2019年4月11日木曜日

診断名や病名よりも見立ての方がもっと大事!

僕は再診の患者さんの診察をする前には、当然なことですが、その患者さんの診断名や病名、見立てなどを頭に入れてから診療しています。
診察室で患者さんから「私の病名は何ですか?」とか聞かれることがあるのですが、咄嗟にそれが言えないことがあります。
僕の中では、診断名や病名というよりも、その人そのものと思って話をしているからです。

話は変わりますが、モンゴル人力士で元横綱の朝青龍が、現役時代に本場所での優勝後、腰、ひじなどの体調不良を理由に巡業を休み、モンゴルへ帰国しているにもかかわらず、 モンゴルで元気そうにサッカーをする様子がメディアで放送されたために非難が集中し、日本へすぐに呼び戻され、処分を受けることになり、この処分が決定された頃から、精神的な不調を呈していたのが、当時、テレビなどで取り沙汰されていました。
その様子に、テレビ番組に出演していた多くの精神科医が、それぞれの番組で朝青龍に対して、うつ病、適応障害とか解離性障害、PTSDなどなど、10人の精神科医がいたら10人とも診断が異なるなどがありました。
それだけ精神科領域の診断名というのは、その精神科医の診方によって、かなり異なるということです。

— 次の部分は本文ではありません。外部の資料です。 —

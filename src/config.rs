use anyhow::{Context, Result};
use serde::Deserialize;
use std::path::{Path, PathBuf};

use crate::intake::normalize_lexically;
use crate::snapshot::SnapshotPaths;
use crate::taxonomy::CollisionPolicy;

#[derive(Debug, Deserialize, Clone)]
pub struct Config {
    pub paths: PathsConfig,
    #[serde(default)]
    pub intake: IntakeConfig,
    #[serde(default)]
    pub classifier: ClassifierConfig,
    #[serde(default)]
    pub taxonomy: TaxonomyConfig,
}

#[derive(Debug, Deserialize, Clone)]
pub struct PathsConfig {
    /// Intake area scanned by `ingest`.
    pub inbox: PathBuf,
    /// Where ingested sources are moved.
    pub processed: PathBuf,
    /// Directory holding the stage snapshots.
    pub structured: PathBuf,
}

impl PathsConfig {
    pub fn snapshots(&self) -> SnapshotPaths {
        SnapshotPaths::new(&self.structured)
    }
}

#[derive(Debug, Deserialize, Clone)]
pub struct IntakeConfig {
    #[serde(default = "default_include_globs")]
    pub include_globs: Vec<String>,
    #[serde(default)]
    pub exclude_globs: Vec<String>,
    #[serde(default)]
    pub follow_symlinks: bool,
}

impl Default for IntakeConfig {
    fn default() -> Self {
        Self {
            include_globs: default_include_globs(),
            exclude_globs: Vec::new(),
            follow_symlinks: false,
        }
    }
}

fn default_include_globs() -> Vec<String> {
    vec!["**/*.md".to_string(), "**/*.txt".to_string()]
}

#[derive(Debug, Deserialize, Clone)]
pub struct ClassifierConfig {
    #[serde(default = "default_provider")]
    pub provider: String,
    #[serde(default)]
    pub model: Option<String>,
    /// Overrides the provider's default endpoint (useful for proxies and tests).
    #[serde(default)]
    pub base_url: Option<String>,
    #[serde(default = "default_timeout_secs")]
    pub timeout_secs: u64,
    #[serde(default = "default_max_retries")]
    pub max_retries: u32,
    /// Upper bound on in-flight extraction calls.
    #[serde(default = "default_concurrency")]
    pub concurrency: usize,
}

impl Default for ClassifierConfig {
    fn default() -> Self {
        Self {
            provider: default_provider(),
            model: None,
            base_url: None,
            timeout_secs: default_timeout_secs(),
            max_retries: default_max_retries(),
            concurrency: default_concurrency(),
        }
    }
}

impl ClassifierConfig {
    pub fn is_enabled(&self) -> bool {
        self.provider != "disabled"
    }
}

fn default_provider() -> String {
    "disabled".to_string()
}
fn default_timeout_secs() -> u64 {
    60
}
fn default_max_retries() -> u32 {
    3
}
fn default_concurrency() -> usize {
    4
}

#[derive(Debug, Deserialize, Clone)]
pub struct TaxonomyConfig {
    #[serde(default = "default_target_min")]
    pub target_min: usize,
    #[serde(default = "default_target_max")]
    pub target_max: usize,
    /// Fail `normalize` instead of warning when the mapping omits a label.
    #[serde(default)]
    pub strict_coverage: bool,
    #[serde(default)]
    pub on_collision: CollisionPolicy,
}

impl Default for TaxonomyConfig {
    fn default() -> Self {
        Self {
            target_min: default_target_min(),
            target_max: default_target_max(),
            strict_coverage: false,
            on_collision: CollisionPolicy::default(),
        }
    }
}

fn default_target_min() -> usize {
    8
}
fn default_target_max() -> usize {
    15
}

impl Config {
    /// Config rooted at `root` with `notes/inbox`, `notes/processed` and
    /// `notes/structured` underneath, every other section defaulted.
    pub fn rooted_at(root: &Path) -> Self {
        let notes = root.join("notes");
        Self {
            paths: PathsConfig {
                inbox: notes.join("inbox"),
                processed: notes.join("processed"),
                structured: notes.join("structured"),
            },
            intake: IntakeConfig::default(),
            classifier: ClassifierConfig::default(),
            taxonomy: TaxonomyConfig::default(),
        }
    }
}

pub fn load_config(path: &Path) -> Result<Config> {
    let content = std::fs::read_to_string(path)
        .with_context(|| format!("Failed to read config file: {}", path.display()))?;

    let config: Config = toml::from_str(&content).with_context(|| "Failed to parse config file")?;
    validate(&config)?;
    Ok(config)
}

fn validate(config: &Config) -> Result<()> {
    if config.intake.include_globs.is_empty() {
        anyhow::bail!("intake.include_globs must not be empty");
    }

    // Validate paths
    let inbox = normalize_lexically(&config.paths.inbox);
    for (key, path) in [
        ("paths.processed", &config.paths.processed),
        ("paths.structured", &config.paths.structured),
    ] {
        if normalize_lexically(path).starts_with(&inbox) {
            anyhow::bail!(
                "{} ({}) must not be inside paths.inbox ({})",
                key,
                path.display(),
                config.paths.inbox.display()
            );
        }
    }

    // Validate classifier
    match config.classifier.provider.as_str() {
        "disabled" | "gemini" | "openai" | "ollama" => {}
        other => anyhow::bail!(
            "Unknown classifier provider: '{}'. Must be disabled, gemini, openai, or ollama.",
            other
        ),
    }
    if config.classifier.is_enabled() && config.classifier.model.is_none() {
        anyhow::bail!(
            "classifier.model must be specified when provider is '{}'",
            config.classifier.provider
        );
    }
    if config.classifier.concurrency == 0 {
        anyhow::bail!("classifier.concurrency must be >= 1");
    }

    // Validate taxonomy
    if config.taxonomy.target_min == 0 {
        anyhow::bail!("taxonomy.target_min must be >= 1");
    }
    if config.taxonomy.target_max < config.taxonomy.target_min {
        anyhow::bail!(
            "taxonomy.target_max ({}) must be >= taxonomy.target_min ({})",
            config.taxonomy.target_max,
            config.taxonomy.target_min
        );
    }

    Ok(())
}
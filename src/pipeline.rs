//! Full pipeline orchestration for `notesort run`.
//!
//! Stages run strictly in order: ingest → extract → normalize → index.
//! Each stage reads the previous stage's snapshot from disk, so a failure
//! part-way leaves every earlier snapshot valid and the run can be resumed
//! from the failed stage with the single-stage commands.

use anyhow::{Context, Result};
use tracing::info;

use crate::classifier;
use crate::config::Config;
use crate::extraction;
use crate::index;
use crate::ingest;
use crate::models::used_fragment_count;
use crate::normalize;
use crate::progress::ProgressReporter;

pub async fn run_all(
    config: &Config,
    concurrency: Option<usize>,
    progress: &dyn ProgressReporter,
) -> Result<()> {
    let classifier = classifier::create_classifier(&config.classifier)?;

    match ingest::ingest(config).context("ingest stage failed")? {
        Some(outcome) => {
            println!("ingest");
            println!("  notes captured: {}", outcome.notes.len());
            println!("  sources relocated: {}", outcome.relocated);
        }
        None => {
            info!("intake empty; continuing from the existing note snapshot");
            println!("ingest");
            println!("  nothing to ingest, using existing notes snapshot");
        }
    }

    let concurrency = concurrency.unwrap_or(config.classifier.concurrency);
    let records =
        extraction::extract_stage(config, classifier.clone(), concurrency, progress)
            .await
            .context("extract stage failed")?;
    println!("extract");
    println!("  notes classified: {}", records.len());
    println!("  fragments: {}", used_fragment_count(&records));

    let normalized = normalize::normalize_stage(config, classifier.as_ref())
        .await
        .context("normalize stage failed")?;
    normalize::print_outcome(&normalized);

    let indexed = index::index_stage(config).context("index stage failed")?;
    index::print_outcome(&indexed);

    Ok(())
}
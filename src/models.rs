//! Core data models used throughout notesort.
//!
//! These are the records that flow between the pipeline stages and land in
//! the JSON snapshots. The taxonomy mapping lives in [`crate::taxonomy`].

use serde::{Deserialize, Serialize};
use std::collections::BTreeMap;

/// Identity assigned to a note at ingestion time. Dense within a batch,
/// starting at 0.
pub type NoteId = u64;

/// A raw note captured from the intake area.
#[derive(Debug, Clone, PartialEq, Eq, Serialize, Deserialize)]
pub struct NoteRecord {
    pub id: NoteId,
    pub title: String,
    pub content: String,
}

/// A verbatim excerpt of a note tagged with one raw category label.
#[derive(Debug, Clone, PartialEq, Eq, Serialize, Deserialize)]
pub struct Fragment {
    pub category: String,
    pub content: String,
}

/// Classifier output for one note.
///
/// `unused == true` exactly when `extractions` is empty.
#[derive(Debug, Clone, PartialEq, Eq, Serialize, Deserialize)]
pub struct ExtractionRecord {
    pub note_id: NoteId,
    pub extractions: Vec<Fragment>,
    pub unused: bool,
}

impl ExtractionRecord {
    /// Whether the `unused` flag agrees with the fragment list.
    pub fn is_consistent(&self) -> bool {
        self.unused == self.extractions.is_empty()
    }

    /// Fragments that count towards the taxonomy and the index.
    ///
    /// Unused records contribute nothing, even if a hand-edited snapshot
    /// left fragments on them.
    pub fn used_fragments(&self) -> &[Fragment] {
        if self.unused {
            &[]
        } else {
            &self.extractions
        }
    }
}

/// Total number of fragments across all non-unused records.
pub fn used_fragment_count(records: &[ExtractionRecord]) -> usize {
    records.iter().map(|r| r.used_fragments().len()).sum()
}

/// One filed excerpt inside a [`CategoryIndex`] bucket.
#[derive(Debug, Clone, PartialEq, Eq, Serialize, Deserialize)]
pub struct IndexEntry {
    pub note_id: NoteId,
    pub content: String,
}

/// Final canonical category → content index.
#[derive(Debug, Clone, Default, PartialEq, Eq, Serialize, Deserialize)]
#[serde(transparent)]
pub struct CategoryIndex {
    pub buckets: BTreeMap<String, Vec<IndexEntry>>,
}

impl CategoryIndex {
    pub fn entry_count(&self) -> usize {
        self.buckets.values().map(Vec::len).sum()
    }

    pub fn get(&self, category: &str) -> Option<&[IndexEntry]> {
        self.buckets.get(category).map(Vec::as_slice)
    }
}

#[cfg(test)]
mod tests {
    use super::*;

    fn fragment(category: &str, content: &str) -> Fragment {
        Fragment {
            category: category.to_string(),
            content: content.to_string(),
        }
    }

    #[test]
    fn unused_record_contributes_no_fragments() {
        let record = ExtractionRecord {
            note_id: 4,
            extractions: vec![fragment("Shopping", "milk")],
            unused: true,
        };
        assert!(!record.is_consistent());
        assert!(record.used_fragments().is_empty());
    }

    #[test]
    fn used_fragment_count_skips_unused() {
        let records = vec![
            ExtractionRecord {
                note_id: 0,
                extractions: vec![fragment("A", "a"), fragment("B", "b")],
                unused: false,
            },
            ExtractionRecord {
                note_id: 1,
                extractions: vec![],
                unused: true,
            },
        ];
        assert_eq!(used_fragment_count(&records), 2);
    }

    #[test]
    fn category_index_serializes_as_plain_object() {
        let mut index = CategoryIndex::default();
        index.buckets.insert(
            "Shopping List".to_string(),
            vec![IndexEntry {
                note_id: 1,
                content: "buy milk".to_string(),
            }],
        );
        let json = serde_json::to_value(&index).unwrap();
        assert_eq!(
            json,
            serde_json::json!({"Shopping List": [{"note_id": 1, "content": "buy milk"}]})
        );
    }
}
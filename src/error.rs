//! Error types for the notesort pipeline.
//!
//! Every stage returns [`Result`]. Data-quality signals that do not stop a
//! stage (an incomplete taxonomy, an orphaned label) are reported as values
//! (see [`crate::taxonomy::CoverageReport`] and [`crate::index::IndexReport`]);
//! they only become errors here when the configuration asks for strictness.

use std::path::PathBuf;

use thiserror::Error;

use crate::models::NoteId;

/// Result type alias using the pipeline's [`PipelineError`].
pub type Result<T> = std::result::Result<T, PipelineError>;

#[derive(Error, Debug)]
pub enum PipelineError {
    /// A note source could not be read. Aborts the whole ingest batch.
    #[error("cannot read note source {}: {source}", path.display())]
    IntakeRead {
        path: PathBuf,
        #[source]
        source: std::io::Error,
    },

    /// A captured source could not be moved out of the inbox.
    #[error("cannot relocate note source {}: {source}", path.display())]
    Relocate {
        path: PathBuf,
        #[source]
        source: std::io::Error,
    },

    /// A classifier response did not conform to the expected shape.
    #[error("schema validation failed for {unit}: {reason}")]
    SchemaValidation { unit: String, reason: String },

    /// The classification call could not be completed.
    #[error("classifier unavailable: {0}")]
    CollaboratorUnavailable(String),

    /// Observed raw labels missing from the taxonomy (strict coverage only).
    #[error(
        "taxonomy does not cover {} observed label(s): {}",
        missing.len(),
        missing.join(", ")
    )]
    TaxonomyIncomplete { missing: Vec<String> },

    /// A raw label is claimed by more than one canonical group
    /// (`on_collision = "reject"` only).
    #[error("raw label '{label}' is claimed by several groups: {}", groups.join(", "))]
    MappingCollision { label: String, groups: Vec<String> },

    /// An upstream snapshot has not been produced yet.
    #[error("snapshot not found: {} (run the upstream stage first)", path.display())]
    MissingSnapshot { path: PathBuf },

    /// An extraction record references a note that is not in the note snapshot.
    #[error("extraction references unknown note {0}")]
    UnknownNote(NoteId),

    /// Invalid settings detected while running a stage.
    #[error("configuration error: {0}")]
    Config(String),

    /// A background extraction worker failed to complete.
    #[error("worker error: {0}")]
    Worker(String),

    #[error("snapshot I/O error: {0}")]
    Snapshot(#[from] std::io::Error),

    #[error("snapshot JSON error: {0}")]
    Json(#[from] serde_json::Error),
}

impl PipelineError {
    pub(crate) fn schema(unit: impl Into<String>, reason: impl Into<String>) -> Self {
        PipelineError::SchemaValidation {
            unit: unit.into(),
            reason: reason.into(),
        }
    }
}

しかし、当時テレビ番組に出演していた多くの精神科医の先生らの朝青龍の治療における見立ては、あれだけ元々心身ともに屈強な人だから、まずはマスコミなどの接触をさけたり、情報を制限して本人が安心できる場所で、ゆっくり休息していければ自然と回復していくはずでしょう、といったもので、 そのほとんどの精神科医の見立ては、ほぼ共通していました。

これは一つの具体例としてあげさせていただきましたが、僕自身としても精神科領域で重要視しているのは、診断よりも見立て、見立てを意識して支援していくことです。
ただし、その見立てのためにも診断をきっちりするべき時は、診断をきっちりつけに行くことは言うまでもありません。